Business Day

Zelensky sees no end in sight to attacks on infrastruc­ture

• Strikes will only stop when Moscow runs out of missiles, Ukraine president warns amid plummeting temperatur­es

- Maria Starkova and Tom Balmforth /Reuters

President Volodymyr Zelensky warned Ukrainians to expect another brutal week of cold and darkness, predicting more Russian attacks on infrastruc­ture which will not stop until Moscow runs out of missiles.

Russia has been launching missile bombardmen­ts on Ukraine’s energy infrastruc­ture since early October, with each attack having a greater impact than the last as damage accumulate­s and winter sets in.

In an overnight address, Zelensky said he expected new attacks this week that could be as bad as last week’s, the worst yet, which left millions of people with no heat, water or power.

WAR CRIME

“We understand that the terrorists are planning new strikes. We know this for a fact,” Zelensky said in his nightly video address on Sunday. “As long as they have missiles, they, unfortunat­ely, will not calm down.”

Kyiv says the attacks, which Russia acknowledg­es target Ukrainian infrastruc­ture, are intended to harm civilians, making them a war crime. Moscow denies its intent is to hurt civilians, but said their suffering will not end unless Ukraine yields to Russia’s demands, without spelling them out.

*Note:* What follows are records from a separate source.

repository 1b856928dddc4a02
//! Gemini `generateContent` provider

use async_trait::async_trait;
use reqwest::Client;
use secrecy::ExposeSecret;
use serde::{Deserialize, Serialize};
use tracing::debug;

use super::{CompletionProvider, ProviderError};
use crate::app::options::RemediationOptions;

/// Google Gemini provider
pub struct GeminiProvider {
    client: Client,
    options: RemediationOptions,
}

impl GeminiProvider {
    pub fn new(options: RemediationOptions) -> Result<Self, ProviderError> {
        let client = Client::builder().timeout(options.timeout).build()?;
        Ok(Self { client, options })
    }

    fn endpoint(&self) -> String {
        format!(
            "{}/models/{}:generateContent",
            self.options.base_url.trim_end_matches('/'),
            self.options.model
        )
    }
}

#[derive(Serialize)]
struct GenerateRequest<'a> {
    contents: Vec<Content<'a>>,
}

#[derive(Serialize)]
struct Content<'a> {
    parts: Vec<RequestPart<'a>>,
}

#[derive(Serialize)]
struct RequestPart<'a> {
    text: &'a str,
}

#[derive(Deserialize)]
struct GenerateResponse {
    #[serde(default)]
    candidates: Vec<Candidate>,
}

#[derive(Deserialize)]
struct Candidate {
    content: Option<CandidateContent>,
}

#[derive(Deserialize)]
struct CandidateContent {
    #[serde(default)]
    parts: Vec<ResponsePart>,
}

#[derive(Deserialize)]
struct ResponsePart {
    #[serde(default)]
    text: String,
}

fn response_text(response: GenerateResponse) -> Result<String, ProviderError> {
    let text: String = response
        .candidates
        .into_iter()
        .next()
        .and_then(|candidate| candidate.content)
        .map(|content| content.parts.into_iter().map(|part| part.text).collect())
        .unwrap_or_default();

    if text.trim().is_empty() {
        return Err(ProviderError::EmptyResponse);
    }
    Ok(text)
}

#[async_trait]
impl CompletionProvider for GeminiProvider {
    fn name(&self) -> &str {
        "gemini"
    }

    fn model(&self) -> &str {
        &self.options.model
    }

    async fn complete(&self, prompt: &str) -> Result<String, ProviderError> {
        let api_key = self
            .options
            .api_key
            .as_ref()
            .ok_or_else(|| ProviderError::NotConfigured("no API key set".to_string()))?;

        let url = self.endpoint();
        debug!("POST {}", url);

        let body = GenerateRequest {
            contents: vec![Content {
                parts: vec![RequestPart { text: prompt }],
            }],
        };

        let response = self
            .client
            .post(&url)
            .header("x-goog-api-key", api_key.expose_secret())
            .json(&body)
            .send()
            .await?;

        if !response.status().is_success() {
            let status = response.status();
            let body = response.text().await.unwrap_or_default();
            return Err(ProviderError::ProviderError(format!("HTTP {}: {}", status, body)));
        }

        let parsed: GenerateResponse = response.json().await?;
        response_text(parsed)
    }
}
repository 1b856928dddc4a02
pub mod file;
//! Integration tests against in-process fake services

mod common;
mod test_log_stream;
mod test_session;
mod test_submit;
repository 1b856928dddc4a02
//! Application configuration options

use std::time::Duration;

use secrecy::SecretString;

use crate::logs::{LogLevel, LogOptions};
use crate::storage::layout::StorageLayout;
use crate::storage::settings::Settings;
use crate::utils::CooldownOptions;
use crate::workers::log_stream;

/// Environment variable holding the completion service API key
pub const API_KEY_ENV: &str = "GEMINI_API_KEY";

/// Main application options
#[derive(Debug)]
pub struct AppOptions {
    /// Lifecycle configuration
    pub lifecycle: LifecycleOptions,

    /// Build service configuration
    pub backend: BackendOptions,

    /// Log stream worker options
    pub log_stream: log_stream::Options,

    /// Completion service configuration
    pub remediation: RemediationOptions,

    /// Logging configuration
    pub logging: LogOptions,
}

impl Default for AppOptions {
    fn default() -> Self {
        Self {
            lifecycle: LifecycleOptions::default(),
            backend: BackendOptions::default(),
            log_stream: log_stream::Options::default(),
            remediation: RemediationOptions::default(),
            logging: LogOptions::default(),
        }
    }
}

impl AppOptions {
    /// Resolve runtime options from the settings file and environment
    pub fn from_settings(settings: &Settings, layout: &StorageLayout, env_api_key: Option<String>) -> Self {
        let api_key = settings
            .remediation
            .api_key
            .clone()
            .filter(|key| !key.is_empty())
            .or(env_api_key.filter(|key| !key.is_empty()))
            .map(SecretString::from);

        Self {
            lifecycle: LifecycleOptions::default(),
            backend: BackendOptions {
                base_url: settings.backend.base_url.clone(),
                build_timeout: Duration::from_secs(settings.backend.build_timeout_secs),
                connect_timeout: Duration::from_secs(settings.backend.connect_timeout_secs),
            },
            log_stream: log_stream::Options {
                reconnect: CooldownOptions {
                    base_delay: Duration::from_secs(settings.log_stream.reconnect_base_secs),
                    max_delay: Duration::from_secs(settings.log_stream.reconnect_max_secs),
                    ..Default::default()
                },
                ..Default::default()
            },
            remediation: RemediationOptions {
                base_url: settings.remediation.base_url.clone(),
                model: settings.remediation.model.clone(),
                api_key,
                ..Default::default()
            },
            logging: LogOptions {
                log_level: settings.log_level.clone(),
                json_format: settings.json_logs,
                log_dir: settings.log_to_file.then(|| layout.logs_dir()),
                ..Default::default()
            },
        }
    }

    pub fn with_base_url(mut self, base_url: Option<String>) -> Self {
        if let Some(base_url) = base_url {
            self.backend.base_url = base_url;
        }
        self
    }

    pub fn with_log_level(mut self, log_level: Option<LogLevel>) -> Self {
        if let Some(log_level) = log_level {
            self.logging.log_level = log_level;
        }
        self
    }
}

/// Session lifecycle options
#[derive(Debug, Clone)]
pub struct LifecycleOptions {
    /// Maximum delay for graceful teardown
    pub max_shutdown_delay: Duration,

    /// Time to let trailing log lines arrive after a build returns
    pub log_drain_delay: Duration,
}

impl Default for LifecycleOptions {
    fn default() -> Self {
        Self {
            max_shutdown_delay: Duration::from_secs(10),
            log_drain_delay: Duration::from_millis(500),
        }
    }
}

/// Build service options
#[derive(Debug, Clone)]
pub struct BackendOptions {
    /// API base URL; build and log endpoints hang off it
    pub base_url: String,

    /// Overall timeout of one build request
    pub build_timeout: Duration,

    /// TCP connect timeout
    pub connect_timeout: Duration,
}

impl Default for BackendOptions {
    fn default() -> Self {
        Self {
            base_url: "http://localhost:5000/api/v1".to_string(),
            build_timeout: Duration::from_secs(900),
            connect_timeout: Duration::from_secs(10),
        }
    }
}

/// Completion service options
#[derive(Debug)]
pub struct RemediationOptions {
    /// API base URL
    pub base_url: String,

    /// Model name
    pub model: String,

    /// API key; requests fail without one
    pub api_key: Option<SecretString>,

    /// Request timeout
    pub timeout: Duration,
}

impl Default for RemediationOptions {
    fn default() -> Self {
        Self {
            base_url: "https://generativelanguage.googleapis.com/v1beta".to_string(),
            model: "gemini-1.5-flash".to_string(),
            api_key: None,
            timeout: Duration::from_secs(120),
        }
    }
}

In Kyiv, snow fell and temperatur­es hovered around freezing on Sunday as millions in and around the Ukrainian capital struggled with disruption­s to electricit­y supply and central heating caused by the waves of Russian air strikes. City authoritie­s said workers were close to completing the restoratio­n of power, water and heat, but high consumptio­n levels meant some blackouts had to be imposed.

On the front lines, the looming winter is bringing a new phase of the conflict with intense trench warfare along heavily fortified positions, after several months of Russian retreats.

With Russian forces having pulled back in the northeast and withdrawn across the Dnipro River in the south, the front line on land is only around half the length it was a few months ago, making it harder for Ukrainian forces to find poorly defended stretches to mount a new breakthrou­gh.

Zelensky described heavy fighting along a stretch of the front west of the city of Donetsk, where Russia has focused its assault even as its troops withdrew elsewhere. Both sides claim huge casualties with little change in positions.

The general staff of Ukraine’s armed forces said in its daily update on Monday Ukrainian forces had repelled Russian attacks in areas around Bakhmut and Avdiivka.

The Kremlin denied that Russia had any plans to withdraw from the Zaporizhzh­ia nuclear power plant, Europe’s largest, which it has controlled since early in the war at the front line on a reservoir on the Dnipro.

The head of Ukraine’s nuclear power operator, Petro Kotkin, said on Sunday that there were signs Russia might pull out from the plant: “One gets the impression they’re packing their bags and stealing everything they can.”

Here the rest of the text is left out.